À la place, Amos s'était trouvé un coin pour se poser avec Kate Godfried dont les joues n'avaient toujours pas perdu leur couleur rosée alors qu'elle entourait une mèche blonde autour de son index, écoutant attentivement Amos en lui adressant un regard par en-dessous. Ils étaient tous les deux assis sur un banc en retrait tandis qu'Akash discutait au niveau de la fontaine avec Francis Lockart et Tony Valasquez.

« Hé, Eva ! Attrape ! »

Son bras se leva. Eva attrapa ce qui se révéla être un vif d'or. Ses ailes lui chatouillaient la main alors qu'il se débattait pour s'enfuir.

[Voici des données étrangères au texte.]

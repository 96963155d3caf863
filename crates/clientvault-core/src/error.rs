//! Error types for Client Vault core operations.
//!
//! A wrong passphrase is not an error: validation reports it as `None` or
//! `UnlockOutcome::Rejected`. Everything here is exceptional for the single
//! call that raised it. The CLI layer maps these to user-facing messages and
//! exit codes.

use thiserror::Error;

/// Result type alias for Client Vault operations.
pub type Result<T> = std::result::Result<T, VaultError>;

/// Core error type for Client Vault operations.
#[derive(Debug, Error)]
pub enum VaultError {
    /// Authentication tag did not verify (wrong key, tampered ciphertext or IV)
    #[error("Authentication failed: ciphertext could not be verified with this key")]
    Authentication,

    /// Input has the wrong shape for the cipher (IV length, truncated ciphertext, bad encoding)
    #[error("Malformed input: {0}")]
    MalformedInput(String),

    /// Cipher or KDF failure not attributable to the input
    #[error("Encryption error: {0}")]
    Crypto(String),

    /// Invalid caller input (empty passphrase, weak passphrase, bad parameters)
    #[error("Invalid input: {0}")]
    InvalidInput(String),

    /// Record payload validation error
    #[error("Validation error: {0}")]
    Validation(String),

    /// Key metadata already exists for this user
    #[error("Conflict: {0}")]
    Conflict(String),

    /// No key metadata has been set up for this user
    #[error("Encryption key has not been set up")]
    NotSetUp,

    /// Operation needs an unlocked session
    #[error("Session is locked")]
    Locked,

    /// Resource not found
    #[error("Not found: {0}")]
    NotFound(String),

    /// Storage backend error (generic)
    #[error("Storage error: {0}")]
    Storage(String),

    /// SQLite-specific storage error
    #[error("SQLite error: {source}")]
    Sqlite {
        #[from]
        source: rusqlite::Error,
    },

    /// I/O error
    #[error("I/O error: {source}")]
    Io {
        #[from]
        source: std::io::Error,
    },

    /// JSON serialization/deserialization error
    #[error("JSON error: {source}")]
    Json {
        #[from]
        source: serde_json::Error,
    },
}

impl VaultError {
    /// Whether this error means "this ciphertext cannot be opened with this key".
    pub fn is_authentication(&self) -> bool {
        matches!(self, VaultError::Authentication)
    }

    /// Whether this error means the input was structurally wrong.
    pub fn is_malformed(&self) -> bool {
        matches!(self, VaultError::MalformedInput(_))
    }
}
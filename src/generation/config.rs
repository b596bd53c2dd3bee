//! Pipeline configuration: LODs, atlas layout and parallelism

use std::path::Path;

use serde::{Deserialize, Serialize};

use crate::core::{Error, Result};

/// Knobs that are not part of a tree's descriptor.
#[derive(Debug, Clone, PartialEq, Serialize, Deserialize)]
#[serde(default)]
pub struct GenerationConfig {
    /// Number of LODs a snapshot produces (LOD 0 is the finest)
    pub lod_count: usize,
    /// Mesh resolution multiplier applied once per LOD step, `(0, 1]`
    pub lod_resolution_falloff: f32,
    /// Atlas edge length in pixels
    pub atlas_size: u32,
    /// Padding around every fragment in the atlas, in pixels
    pub atlas_padding: u32,
    /// Fragment texture pixels per world unit
    pub texel_density: f32,
    /// Build sprout meshes on the rayon pool
    pub parallel_sprouts: bool,
}

impl Default for GenerationConfig {
    fn default() -> Self {
        Self {
            lod_count: 3,
            lod_resolution_falloff: 0.5,
            atlas_size: 1024,
            atlas_padding: 4,
            texel_density: 48.0,
            parallel_sprouts: true,
        }
    }
}

impl GenerationConfig {
    pub fn validate(&self) -> Result<()> {
        if self.lod_count == 0 {
            return Err(Error::validation("lod_count must be at least 1"));
        }
        if !(self.lod_resolution_falloff > 0.0 && self.lod_resolution_falloff <= 1.0) {
            return Err(Error::validation(format!(
                "lod_resolution_falloff {} outside (0, 1]",
                self.lod_resolution_falloff
            )));
        }
        if self.atlas_size == 0 {
            return Err(Error::validation("atlas_size must be positive"));
        }
        if !(self.texel_density.is_finite() && self.texel_density > 0.0) {
            return Err(Error::validation("texel_density must be positive"));
        }
        Ok(())
    }

    /// Mesh resolution multiplier for `lod`
    pub fn lod_scale(&self, lod: usize) -> f32 {
        self.lod_resolution_falloff.powi(lod as i32)
    }

    pub fn from_json(json: &str) -> Result<Self> {
        let config: Self = serde_json::from_str(json)?;
        config.validate()?;
        Ok(config)
    }

    pub fn load(path: impl AsRef<Path>) -> Result<Self> {
        let text = std::fs::read_to_string(path)?;
        Self::from_json(&text)
    }
}
//! Keyframe curves and their evaluator
//!
//! A [`Curve`] maps a normalized position `t ∈ [0, 1]` to a blend factor.
//! Segments between two unweighted keys are cubic Hermite splines; when either
//! key of a segment is weighted the segment becomes a cubic Bézier in
//! `(time, value)` space, matching the usual animation-curve semantics.

use serde::{Deserialize, Serialize};

use crate::core::{Error, Result};

/// Default tangent weight (one third of the segment)
pub const DEFAULT_WEIGHT: f32 = 1.0 / 3.0;

/// A single curve control point
#[derive(Debug, Clone, Copy, PartialEq, Serialize, Deserialize)]
#[serde(default)]
pub struct Keyframe {
    pub time: f32,
    pub value: f32,
    /// Slope arriving at this key
    pub in_tangent: f32,
    /// Slope leaving this key
    pub out_tangent: f32,
    pub in_weight: f32,
    pub out_weight: f32,
    /// Use `in_weight`/`out_weight` instead of the implicit one-third weights
    pub weighted: bool,
}

impl Default for Keyframe {
    fn default() -> Self {
        Self::new(0.0, 0.0)
    }
}

impl Keyframe {
    /// Key with flat tangents
    pub fn new(time: f32, value: f32) -> Self {
        Self {
            time,
            value,
            in_tangent: 0.0,
            out_tangent: 0.0,
            in_weight: DEFAULT_WEIGHT,
            out_weight: DEFAULT_WEIGHT,
            weighted: false,
        }
    }

    pub fn with_tangents(mut self, in_tangent: f32, out_tangent: f32) -> Self {
        self.in_tangent = in_tangent;
        self.out_tangent = out_tangent;
        self
    }

    pub fn with_weights(mut self, in_weight: f32, out_weight: f32) -> Self {
        self.in_weight = in_weight;
        self.out_weight = out_weight;
        self.weighted = true;
        self
    }
}

/// Piecewise cubic curve over `[0, 1]`
#[derive(Debug, Clone, PartialEq, Serialize, Deserialize)]
pub struct Curve {
    keys: Vec<Keyframe>,
}

impl Default for Curve {
    fn default() -> Self {
        Self::linear(0.0, 1.0)
    }
}

impl Curve {
    /// Curve from keys; they are sorted by time. Call [`validate`](Self::validate)
    /// before trusting externally supplied keys.
    pub fn new(mut keys: Vec<Keyframe>) -> Self {
        keys.sort_by(|a, b| a.time.total_cmp(&b.time));
        Self { keys }
    }

    /// Single-key curve
    pub fn constant(value: f32) -> Self {
        Self { keys: vec![Keyframe::new(0.0, value)] }
    }

    /// Straight line from `(0, start)` to `(1, end)`
    pub fn linear(start: f32, end: f32) -> Self {
        let slope = end - start;
        Self {
            keys: vec![
                Keyframe::new(0.0, start).with_tangents(slope, slope),
                Keyframe::new(1.0, end).with_tangents(slope, slope),
            ],
        }
    }

    /// S-curve from `(0, start)` to `(1, end)` with flat ends
    pub fn ease_in_out(start: f32, end: f32) -> Self {
        Self {
            keys: vec![Keyframe::new(0.0, start), Keyframe::new(1.0, end)],
        }
    }

    /// Smooth curve through `(time, value)` points with Catmull-Rom tangents
    pub fn auto(points: &[(f32, f32)]) -> Self {
        let mut sorted = points.to_vec();
        sorted.sort_by(|a, b| a.0.total_cmp(&b.0));
        let n = sorted.len();
        let keys = (0..n)
            .map(|i| {
                let prev = sorted[i.saturating_sub(1)];
                let next = sorted[(i + 1).min(n - 1)];
                let dt = next.0 - prev.0;
                let tangent = if dt > f32::EPSILON { (next.1 - prev.1) / dt } else { 0.0 };
                Keyframe::new(sorted[i].0, sorted[i].1).with_tangents(tangent, tangent)
            })
            .collect();
        Self { keys }
    }

    pub fn keys(&self) -> &[Keyframe] {
        &self.keys
    }

    /// Reject empty curves, keys outside `[0, 1]`, unsorted or non-finite keys
    pub fn validate(&self, name: &str) -> Result<()> {
        if self.keys.is_empty() {
            return Err(Error::validation(format!("curve '{}' has no keys", name)));
        }
        for (i, key) in self.keys.iter().enumerate() {
            let finite = [key.time, key.value, key.in_tangent, key.out_tangent, key.in_weight, key.out_weight]
                .iter()
                .all(|v| v.is_finite());
            if !finite {
                return Err(Error::validation(format!("curve '{}' key {} is not finite", name, i)));
            }
            if !(0.0..=1.0).contains(&key.time) {
                return Err(Error::validation(format!(
                    "curve '{}' key {} time {} outside [0, 1]",
                    name, i, key.time
                )));
            }
            if i > 0 && key.time < self.keys[i - 1].time {
                return Err(Error::validation(format!("curve '{}' keys are not sorted", name)));
            }
        }
        Ok(())
    }

    /// Evaluate at `t`, clamped to `[0, 1]` and to the key range
    pub fn evaluate(&self, t: f32) -> f32 {
        let (first, last) = match (self.keys.first(), self.keys.last()) {
            (Some(first), Some(last)) => (first, last),
            _ => return 0.0,
        };
        let t = if t.is_nan() { 0.0 } else { t.clamp(0.0, 1.0) };
        if self.keys.len() == 1 || t <= first.time {
            return first.value;
        }
        if t >= last.time {
            return last.value;
        }

        // First key strictly after t; t > first.time guarantees idx >= 1
        let idx = self.keys.partition_point(|k| k.time <= t);
        let k0 = &self.keys[idx - 1];
        let k1 = &self.keys[idx];
        let dt = k1.time - k0.time;
        if dt <= f32::EPSILON {
            return k1.value;
        }

        if k0.weighted || k1.weighted {
            evaluate_weighted(k0, k1, t)
        } else {
            evaluate_hermite(k0, k1, (t - k0.time) / dt, dt)
        }
    }

    /// `a + (b - a) * evaluate(t)`
    pub fn lerp(&self, a: f32, b: f32, t: f32) -> f32 {
        a + (b - a) * self.evaluate(t)
    }
}

fn evaluate_hermite(k0: &Keyframe, k1: &Keyframe, s: f32, dt: f32) -> f32 {
    let s2 = s * s;
    let s3 = s2 * s;
    let h00 = 2.0 * s3 - 3.0 * s2 + 1.0;
    let h10 = s3 - 2.0 * s2 + s;
    let h01 = -2.0 * s3 + 3.0 * s2;
    let h11 = s3 - s2;
    h00 * k0.value + h10 * dt * k0.out_tangent + h01 * k1.value + h11 * dt * k1.in_tangent
}

fn bezier(p0: f32, p1: f32, p2: f32, p3: f32, s: f32) -> f32 {
    let u = 1.0 - s;
    u * u * u * p0 + 3.0 * u * u * s * p1 + 3.0 * u * s * s * p2 + s * s * s * p3
}

/// Weighted segment: solve x(s) = t by bisection, then return y(s)
fn evaluate_weighted(k0: &Keyframe, k1: &Keyframe, t: f32) -> f32 {
    let dt = k1.time - k0.time;
    let w_out = if k0.weighted { k0.out_weight } else { DEFAULT_WEIGHT }.clamp(0.0, 1.0);
    let w_in = if k1.weighted { k1.in_weight } else { DEFAULT_WEIGHT }.clamp(0.0, 1.0);

    let x0 = k0.time;
    let x1 = k0.time + w_out * dt;
    let x2 = k1.time - w_in * dt;
    let x3 = k1.time;
    let y0 = k0.value;
    let y1 = k0.value + w_out * dt * k0.out_tangent;
    let y2 = k1.value - w_in * dt * k1.in_tangent;
    let y3 = k1.value;

    // x(s) is monotonic because the control x values are ordered within the segment
    let (mut lo, mut hi) = (0.0f32, 1.0f32);
    for _ in 0..32 {
        let mid = (lo + hi) * 0.5;
        if bezier(x0, x1, x2, x3, mid) < t {
            lo = mid;
        } else {
            hi = mid;
        }
    }
    bezier(y0, y1, y2, y3, (lo + hi) * 0.5)
}

#[cfg(test)]
mod tests {
    use super::*;

    #[test]
    fn test_single_key_constant() {
        let curve = Curve::new(vec![Keyframe::new(0.4, 0.75).with_tangents(3.0, -2.0)]);
        for i in 0..=20 {
            assert_eq!(curve.evaluate(i as f32 / 20.0), 0.75);
        }
        assert_eq!(curve.evaluate(-5.0), 0.75);
    }

    #[test]
    fn test_linear() {
        let curve = Curve::linear(0.0, 1.0);
        for i in 0..=10 {
            let t = i as f32 / 10.0;
            assert!((curve.evaluate(t) - t).abs() < 1e-6);
        }
    }

    #[test]
    fn test_clamped_outside_domain() {
        let curve = Curve::linear(0.2, 0.8);
        assert_eq!(curve.evaluate(-1.0), 0.2);
        assert_eq!(curve.evaluate(2.0), 0.8);
        assert_eq!(curve.evaluate(f32::NAN), 0.2);
    }

    #[test]
    fn test_ease_in_out_midpoint() {
        let curve = Curve::ease_in_out(0.0, 1.0);
        assert!((curve.evaluate(0.5) - 0.5).abs() < 1e-6);
        assert!(curve.evaluate(0.1) < 0.1);
        assert!(curve.evaluate(0.9) > 0.9);
    }

    #[test]
    fn test_weighted_default_weights_match_hermite() {
        let k0 = Keyframe::new(0.0, 0.0).with_tangents(0.0, 2.0);
        let k1 = Keyframe::new(1.0, 1.0).with_tangents(0.5, 0.0);
        let hermite = Curve::new(vec![k0, k1]);
        let weighted = Curve::new(vec![
            k0.with_weights(DEFAULT_WEIGHT, DEFAULT_WEIGHT),
            k1.with_weights(DEFAULT_WEIGHT, DEFAULT_WEIGHT),
        ]);
        for i in 1..10 {
            let t = i as f32 / 10.0;
            assert!((hermite.evaluate(t) - weighted.evaluate(t)).abs() < 1e-3, "t={}", t);
        }
    }

    #[test]
    fn test_auto_passes_through_points() {
        let curve = Curve::auto(&[(0.0, 0.0), (0.5, 1.0), (1.0, 0.0)]);
        assert!((curve.evaluate(0.5) - 1.0).abs() < 1e-6);
        assert_eq!(curve.evaluate(1.0), 0.0);
    }

    #[test]
    fn test_lerp() {
        let curve = Curve::linear(0.0, 1.0);
        assert!((curve.lerp(2.0, 4.0, 0.25) - 2.5).abs() < 1e-6);
    }

    #[test]
    fn test_validate() {
        assert!(Curve::linear(0.0, 1.0).validate("ok").is_ok());
        assert!(Curve::new(vec![]).validate("empty").is_err());
        assert!(Curve::new(vec![Keyframe::new(1.5, 0.0)]).validate("domain").is_err());
        let nan = Curve::new(vec![Keyframe::new(0.5, f32::NAN)]);
        assert!(matches!(nan.validate("nan"), Err(Error::Validation(_))));
    }
}
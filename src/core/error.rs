//! Error and warning types for the generation engine

use thiserror::Error;

/// Main error type for the engine
#[derive(Debug, Error)]
pub enum Error {
    /// Malformed descriptor or builder input. Never recovered.
    #[error("Validation error: {0}")]
    Validation(String),

    /// Atlas too small for the requested fragments and padding.
    #[error("Packing overflow: {0}")]
    PackingOverflow(String),

    #[error("IO error: {0}")]
    Io(#[from] std::io::Error),

    #[error("Image error: {0}")]
    Image(#[from] image::ImageError),

    #[error("JSON error: {0}")]
    Json(#[from] serde_json::Error),
}

impl Error {
    pub(crate) fn validation(msg: impl Into<String>) -> Self {
        Error::Validation(msg.into())
    }
}

/// Degenerate geometry recovered locally with a safe default.
///
/// Warnings are logged where they happen and never abort a pass.
#[derive(Debug, Clone, PartialEq, Error)]
pub enum Warning {
    #[error("zero-length direction at node {node}, bend skipped")]
    ZeroLengthDirection { node: usize },

    #[error("fragment '{name}' has zero area, emitted empty polygon")]
    ZeroAreaFragment { name: String },

    #[error("fragment '{name}' hull is collinear, OBB falls back to AABB")]
    CollinearHull { name: String },

    #[error("sprout map area {index} exceeds the unit square, clamped")]
    MapAreaClamped { index: usize },

    #[error("adaptive root integration found no root branches")]
    MissingRoots,
}

impl Warning {
    /// Log this warning through the `log` facade
    pub fn emit(&self) {
        log::warn!("{}", self);
    }
}
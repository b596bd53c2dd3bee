//! Core engine types and utilities

pub mod types;
pub mod error;
pub mod logging;
pub mod progress;

pub use types::*;
pub use error::{Error, Warning};
pub use progress::{NoProgress, ProgressReporter};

« C'est incroyable ton talent d'attraper tout à n'importe quel moment, rigola Luke Carstein qui venait d'apparaître à la gauche d'Eva, si proche que le tissu de sa chemise effleura l'avant-bras à découvert d'Eva. T'es sûre que tu ne veux pas retenter de rentrer dans ton équipe de Quidditch ?

– Tu sais très bien que je suis aussi à l'aise sur un balai que Chourave avec des talons, sourit Eva, se remémorant la démarche bancale de sa Cheffe de Maison que McGonagall avait forcé à mettre des talons pour les réunions parents-profs de la fin de 5ème année.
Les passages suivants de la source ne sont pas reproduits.